> Load balancing techniques (cont'd)
2. Reducing the number of users per server
A more common approach is to split the population of users
across multiple servers. This involves a load balancer between
the users and the servers. It can consist in a hardware
equipment, or in a software installed either on a dedicated
front server, or on the application servers themselves. Note
that by deploying new components, the risk of failure increases,
so a common practise is to have a second load balancer acting as
a backup for the primary one.
Generally, a hardware load balancer will work at the network
packets level and will act on routing, using one of the
following methods :
-
Direct routing : the load balancer routes the same service
address through different local, physical servers, which must
be on the same network segment, and must all share the same
service address. It has the huge advantage of not modifying
anything at the IP level, so that the servers can reply
directly to the user without passing again through the load
balancer. This is called "direct server return". As the
processing power needed for this method is minimal, this is
often the one used on front servers on very high traffic
sites. On the other hand, it requires some solid knowledge of
the TCP/IP model to correctly configure all the equipments,
including the servers.
-
Tunnelling : it works exactly like direct routing, except that
by establishing tunnels between the load balancer and the
servers, theses ones can be located on remote networks. Direct
server return is still possible.
-
IP address translation (NAT) : the user connects to a
virtual destination address, which the load balancer
translates to one of the servers's addresses. This is easier
to deploy at first glance, because there is less trouble in
the server configuration. But this requires stricter
programming rules. One common error is application servers
indicating their internal addresses in some responses. Also,
this requires more work on the load balancer, which has to
translate addresses back and forth, to maintain a session
table, and it requires that the return traffic goes through
the load balancer as well. Sometimes, too short session
timeouts on the load balancer induce side effects known as ACK
storms. In this case, the only solution is to increase the
timeouts, at the risk of saturating the load balancer's
session table.
On the opposite side, we find software load balancers.

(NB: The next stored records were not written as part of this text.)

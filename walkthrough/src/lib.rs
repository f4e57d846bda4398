//! Scripted walkthrough of [`SinglyLinkedList`] operations.
//!
//! The walkthrough builds a list from the configured values and then
//! prepends, deletes, reverses, searches and inserts, logging each step
//! and recording the rendered list after it.
//!
//! # Example
//!
//! ```rust
//! use walkthrough::{Config, Style, run};
//!
//! let config = Config {
//!     values: vec![1, 2, 3],
//!     style: Style::Brackets,
//!     json: false,
//! };
//! let lines = run(&config).unwrap();
//! assert_eq!(lines.last().map(String::as_str), Some("[3, 9, 1, 0]"));
//! ```

use std::fmt::Display;

use anyhow::{Context, Result};
use clap::{Parser, ValueEnum};
use singly::linked::{InsertError, SinglyLinkedList};

/// Value inserted by the positional steps.
const INSERTED: i32 = 9;
/// Value looked up to demonstrate a failed search.
const MISSING: i32 = 99;
/// Position requested by the rejected insertion step.
const FAR_POSITION: usize = 99;

/// How the list is rendered after each step.
#[derive(Debug, Clone, Copy, PartialEq, Eq, Default, ValueEnum)]
pub enum Style {
    /// `[1, 2, 3]`
    Brackets,
    /// `1 -> 2 -> 3 -> None`
    #[default]
    Arrows,
}

impl Style {
    /// Renders `list` in this style.
    pub fn render<T: Display>(self, list: &SinglyLinkedList<T>) -> String {
        match self {
            Self::Brackets => list.to_string(),
            Self::Arrows => list.arrows().to_string(),
        }
    }
}

/// Command line configuration of the walkthrough.
#[derive(Debug, Clone, Parser)]
#[command(name = "walkthrough")]
#[command(about = "Replays the singly linked list operations step by step")]
pub struct Config {
    /// Initial values, appended in order
    #[arg(long, value_delimiter = ',', default_value = "1,2,3", allow_hyphen_values = true)]
    pub values: Vec<i32>,

    /// Rendering style of the list
    #[arg(long, value_enum, default_value_t = Style::Arrows)]
    pub style: Style,

    /// Emit logs as JSON
    #[arg(long)]
    pub json: bool,
}

/// Runs the walkthrough and returns the rendering after every mutating step.
///
/// # Errors
///
/// Returns an error if an insertion that is always in bounds for the
/// current list is rejected.
pub fn run(config: &Config) -> Result<Vec<String>> {
    let style = config.style;
    let mut lines = Vec::new();
    let mut record = |step: &str, list: &SinglyLinkedList<i32>| {
        let rendered = style.render(list);
        tracing::info!(step, list = %rendered, "step complete");
        lines.push(rendered);
    };

    let mut list = SinglyLinkedList::new();
    for &value in &config.values {
        list.append(value);
    }
    record("append", &list);

    list.prepend(0);
    record("prepend", &list);

    if let Some(value) = config.values.get(1) {
        let removed = list.delete(value);
        tracing::debug!(value, removed = removed.is_some(), "delete");
    }
    record("delete", &list);

    list.reverse();
    record("reverse", &list);

    tracing::info!(size = list.size(), "size");
    if let Some(first) = config.values.first() {
        tracing::info!(value = first, found = list.find(first), "find");
    }
    tracing::info!(value = MISSING, found = list.find(&MISSING), "find");

    list.insert_at_position(1, INSERTED)
        .context("inserting after the head of a non-empty list")?;
    record("insert", &list);

    match list.insert_at_position(FAR_POSITION, INSERTED) {
        Ok(()) => tracing::debug!(position = FAR_POSITION, "insert accepted"),
        Err(error @ InsertError::OutOfBounds { .. }) => {
            tracing::warn!(%error, "insert rejected");
        }
    }
    record("insert_far", &list);

    if let Some(lowest) = list.lowest() {
        tracing::info!(lowest, "lowest");
    }

    Ok(lines)
}
//! Owned singly-linked list.
//!
//! This module provides [`SinglyLinkedList`], a mutable ordered sequence
//! built from a chain of exclusively owned nodes, together with its
//! iterators and the [`InsertError`] returned by positional insertion.
//!
//! # Failure Semantics
//!
//! Looking up or deleting a value that is not present is not an error:
//! [`SinglyLinkedList::find`] returns `false` and
//! [`SinglyLinkedList::delete`] returns `None`. Only
//! [`SinglyLinkedList::insert_at_position`] reports a failure, when the
//! requested position lies past the end of the list.
//!
//! # Examples
//!
//! ```rust
//! use singly::linked::{InsertError, SinglyLinkedList};
//!
//! let mut list = SinglyLinkedList::new();
//! for value in [1, 2, 3] {
//!     list.append(value);
//! }
//! list.prepend(0);
//! list.delete(&2);
//! list.reverse();
//!
//! assert_eq!(list.display(), vec![&3, &1, &0]);
//! assert_eq!(list.size(), 3);
//! assert!(list.find(&1));
//! assert!(!list.find(&99));
//!
//! list.insert_at_position(1, 9).unwrap();
//! assert_eq!(list.to_string(), "[3, 9, 1, 0]");
//!
//! assert_eq!(
//!     list.insert_at_position(99, 9),
//!     Err(InsertError::OutOfBounds { position: 99, length: 4 })
//! );
//! assert_eq!(list.to_string(), "[3, 9, 1, 0]");
//! ```

mod error;
mod iter;
mod list;

pub use error::InsertError;
pub use iter::{IntoIter, Iter, IterMut};
pub use list::{Arrows, SinglyLinkedList};
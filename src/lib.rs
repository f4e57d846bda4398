//! # singly
//!
//! A generic, mutable singly-linked list whose nodes are owned exclusively
//! by their predecessor.
//!
//! ## Overview
//!
//! [`SinglyLinkedList`](linked::SinglyLinkedList) supports:
//!
//! - **Insertion**: `append`, `prepend`, `insert_at_position`
//! - **Removal**: `delete` of the first matching value
//! - **Queries**: `find`, `size`, `first`, `lowest`, `display`
//! - **Restructuring**: in-place, iterative `reverse`
//!
//! Positional insertion past the end is reported through
//! [`InsertError`](linked::InsertError); every other operation is total.
//!
//! ## Feature Flags
//!
//! - `serde`: `Serialize`/`Deserialize` as a sequence
//!
//! ## Example
//!
//! ```rust
//! use singly::prelude::*;
//!
//! let mut list: SinglyLinkedList<i32> = (1..=3).collect();
//! list.prepend(0);
//! assert_eq!(list.arrows().to_string(), "0 -> 1 -> 2 -> 3 -> None");
//! ```

#![forbid(unsafe_code)]
#![warn(missing_docs)]
#![warn(clippy::all)]
#![warn(clippy::pedantic)]
#![warn(clippy::nursery)]

/// Prelude module for convenient imports.
///
/// # Usage
///
/// ```rust
/// use singly::prelude::*;
/// ```
pub mod prelude {
    pub use crate::linked::*;
}

pub mod linked;
impl<T> SinglyLinkedList<T> {
    /// Creates a new empty list.
    ///
    /// # Examples
    ///
    /// ```rust
    /// use singly::linked::SinglyLinkedList;
    ///
    /// let list: SinglyLinkedList<i32> = SinglyLinkedList::new();
    /// assert!(list.is_empty());
    /// assert_eq!(list.size(), 0);
    /// ```
    #[inline]
    #[must_use]
    pub const fn new() -> Self {
        Self { head: None }
    }

    /// Inserts `value` as the new last element.
    ///
    /// On an empty list the new node becomes the head.
    ///
    /// # Complexity
    ///
    /// O(n): the chain is walked to its tail.
    ///
    /// # Examples
    ///
    /// ```rust
    /// use singly::linked::SinglyLinkedList;
    ///
    /// let mut list = SinglyLinkedList::new();
    /// list.append(1);
    /// list.append(2);
    /// assert_eq!(list.display(), vec![&1, &2]);
    /// ```
    pub fn append(&mut self, value: T) {
        *self.tail_link() = Some(Box::new(Node::new(value, None)));
    }

    /// Inserts `value` as the new head.
    ///
    /// # Complexity
    ///
    /// O(1)
    ///
    /// # Examples
    ///
    /// ```rust
    /// use singly::linked::SinglyLinkedList;
    ///
    /// let mut list: SinglyLinkedList<i32> = (1..=3).collect();
    /// list.prepend(0);
    /// assert_eq!(list.display(), vec![&0, &1, &2, &3]);
    /// ```
    #[inline]
    pub fn prepend(&mut self, value: T) {
        let next = self.head.take();
        self.head = Some(Box::new(Node::new(value, next)));
    }

    /// Returns the number of elements, counted by walking the chain.
    ///
    /// # Complexity
    ///
    /// O(n)
    ///
    /// # Examples
    ///
    /// ```rust
    /// use singly::linked::SinglyLinkedList;
    ///
    /// let list: SinglyLinkedList<i32> = (1..=4).collect();
    /// assert_eq!(list.size(), 4);
    /// ```
    #[must_use]
    pub fn size(&self) -> usize {
        self.iter().count()
    }

    /// Returns `true` if the list contains no elements.
    #[inline]
    #[must_use]
    pub const fn is_empty(&self) -> bool {
        self.head.is_none()
    }

    /// Returns a reference to the first element, or `None` if the list is empty.
    ///
    /// # Examples
    ///
    /// ```rust
    /// use singly::linked::SinglyLinkedList;
    ///
    /// let list: SinglyLinkedList<i32> = (7..=9).collect();
    /// assert_eq!(list.first(), Some(&7));
    /// ```
    #[inline]
    #[must_use]
    pub fn first(&self) -> Option<&T> {
        self.head.as_deref().map(|node| &node.value)
    }

    /// Returns the elements in head-to-tail order.
    ///
    /// The returned vector borrows from the list; an empty list yields an
    /// empty vector.
    ///
    /// # Examples
    ///
    /// ```rust
    /// use singly::linked::SinglyLinkedList;
    ///
    /// let list: SinglyLinkedList<char> = "abc".chars().collect();
    /// assert_eq!(list.display(), vec![&'a', &'b', &'c']);
    ///
    /// let empty: SinglyLinkedList<char> = SinglyLinkedList::new();
    /// assert!(empty.display().is_empty());
    /// ```
    #[must_use]
    pub fn display(&self) -> Vec<&T> {
        self.iter().collect()
    }

    /// Inserts `value` so that it ends up at index `position`.
    ///
    /// Position `0` is equivalent to [`prepend`](Self::prepend) and position
    /// `size()` is equivalent to [`append`](Self::append). The walk towards
    /// the predecessor stops as soon as it runs off the chain.
    ///
    /// # Errors
    ///
    /// Returns [`InsertError::OutOfBounds`] when `position` is greater than
    /// the current length. The list is left untouched in that case.
    ///
    /// # Examples
    ///
    /// ```rust
    /// use singly::linked::{InsertError, SinglyLinkedList};
    ///
    /// let mut list: SinglyLinkedList<i32> = vec![3, 1, 0].into_iter().collect();
    /// list.insert_at_position(1, 9).unwrap();
    /// assert_eq!(list.display(), vec![&3, &9, &1, &0]);
    ///
    /// let result = list.insert_at_position(99, 9);
    /// assert_eq!(result, Err(InsertError::OutOfBounds { position: 99, length: 4 }));
    /// assert_eq!(list.display(), vec![&3, &9, &1, &0]);
    /// ```
    pub fn insert_at_position(&mut self, position: usize, value: T) -> Result<(), InsertError> {
        let mut link = &mut self.head;
        for walked in 0..position {
            match link {
                Some(node) => link = &mut node.next,
                None => {
                    return Err(InsertError::OutOfBounds {
                        position,
                        length: walked,
                    });
                }
            }
        }
        let next = link.take();
        *link = Some(Box::new(Node::new(value, next)));
        Ok(())
    }

    /// Reverses the list in place.
    ///
    /// The links are flipped iteratively, so the operation needs no extra
    /// allocation and no recursion regardless of the list length.
    ///
    /// # Examples
    ///
    /// ```rust
    /// use singly::linked::SinglyLinkedList;
    ///
    /// let mut list: SinglyLinkedList<i32> = (1..=3).collect();
    /// list.reverse();
    /// assert_eq!(list.display(), vec![&3, &2, &1]);
    /// ```
    pub fn reverse(&mut self) {
        let mut previous: Link<T> = None;
        let mut current = self.head.take();
        while let Some(mut node) = current {
            current = node.next.take();
            node.next = previous;
            previous = Some(node);
        }
        self.head = previous;
    }

    /// Returns an iterator over references to the elements, head first.
    #[inline]
    #[must_use]
    pub fn iter(&self) -> Iter<'_, T> {
        Iter::new(self.head.as_deref())
    }

    /// Returns an iterator over mutable references to the elements, head first.
    ///
    /// # Examples
    ///
    /// ```rust
    /// use singly::linked::SinglyLinkedList;
    ///
    /// let mut list: SinglyLinkedList<i32> = (1..=3).collect();
    /// for value in list.iter_mut() {
    ///     *value *= 10;
    /// }
    /// assert_eq!(list.display(), vec![&10, &20, &30]);
    /// ```
    #[inline]
    #[must_use]
    pub fn iter_mut(&mut self) -> IterMut<'_, T> {
        IterMut::new(self.head.as_deref_mut())
    }

    /// Returns a [`Display`](fmt::Display) adapter rendering the chain as
    /// `a -> b -> None`.
    ///
    /// # Examples
    ///
    /// ```rust
    /// use singly::linked::SinglyLinkedList;
    ///
    /// let list: SinglyLinkedList<i32> = vec![10, 20, 30].into_iter().collect();
    /// assert_eq!(list.arrows().to_string(), "10 -> 20 -> 30 -> None");
    ///
    /// let empty: SinglyLinkedList<i32> = SinglyLinkedList::new();
    /// assert_eq!(empty.arrows().to_string(), "None");
    /// ```
    #[inline]
    #[must_use]
    pub const fn arrows(&self) -> Arrows<'_, T> {
        Arrows { list: self }
    }

    /// Detaches the head node and returns its value.
    pub(super) fn pop_first(&mut self) -> Option<T> {
        self.head.take().map(|node| {
            let Node { value, next } = *node;
            self.head = next;
            value
        })
    }

    /// Returns the empty link that terminates the chain.
    fn tail_link(&mut self) -> &mut Link<T> {
        let mut link = &mut self.head;
        while let Some(node) = link {
            link = &mut node.next;
        }
        link
    }
}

They most
often act like reverse proxies, pretending to be the server and
forwarding them the traffic. This implies that the servers
themselves cannot be reached directly from the users, and that
some protocols might never get load-balanced. They need more
processing power than those acting at the network level, but
since they splice the communication between the users and the
servers, they provide a first level of security by only
forwarding what they understand. This is the reason why we often
find URL filtering capabilities on those products.
2.1. Testing the servers
To select a server, a load balancer must know which ones are
available. For this, it will periodically send them pings,
connection attempts, requests, or anything the administrator
considers a valid measure to qualify their state. These tests
are called "health checks". A crashed server might respond to
ping but not to TCP connections, and a hung server might respond
to TCP connections but not to HTTP requests. When a multi-layer
Web application server is involved, some HTTP requests will
provide instant responses while others will fail. So there is a
real interest in choosing the most representative tests
permitted by the application and the load balancer. Some tests
might retrieve data from a database to ensure the whole chain is
valid. The drawback is that those tests will consume a certain
amount of server ressources (CPU, threads, etc...). They will
have to be spaced enough in time to avoid loading the servers
too much, but still be close enough to quickly detect a dead
server. Health checking is one of the most complicated aspect of
load balancing, and it's very common that after a few tests, the
application developpers finally implement a special request
dedicated to the load balancer, which performs a number of
internal representative tests. For this matter, software load
balancers are by far the most flexible because they often
provide scripting capabilities, and if one check requires code
modifications, the software's editor can generally provide them
within a short timeframe.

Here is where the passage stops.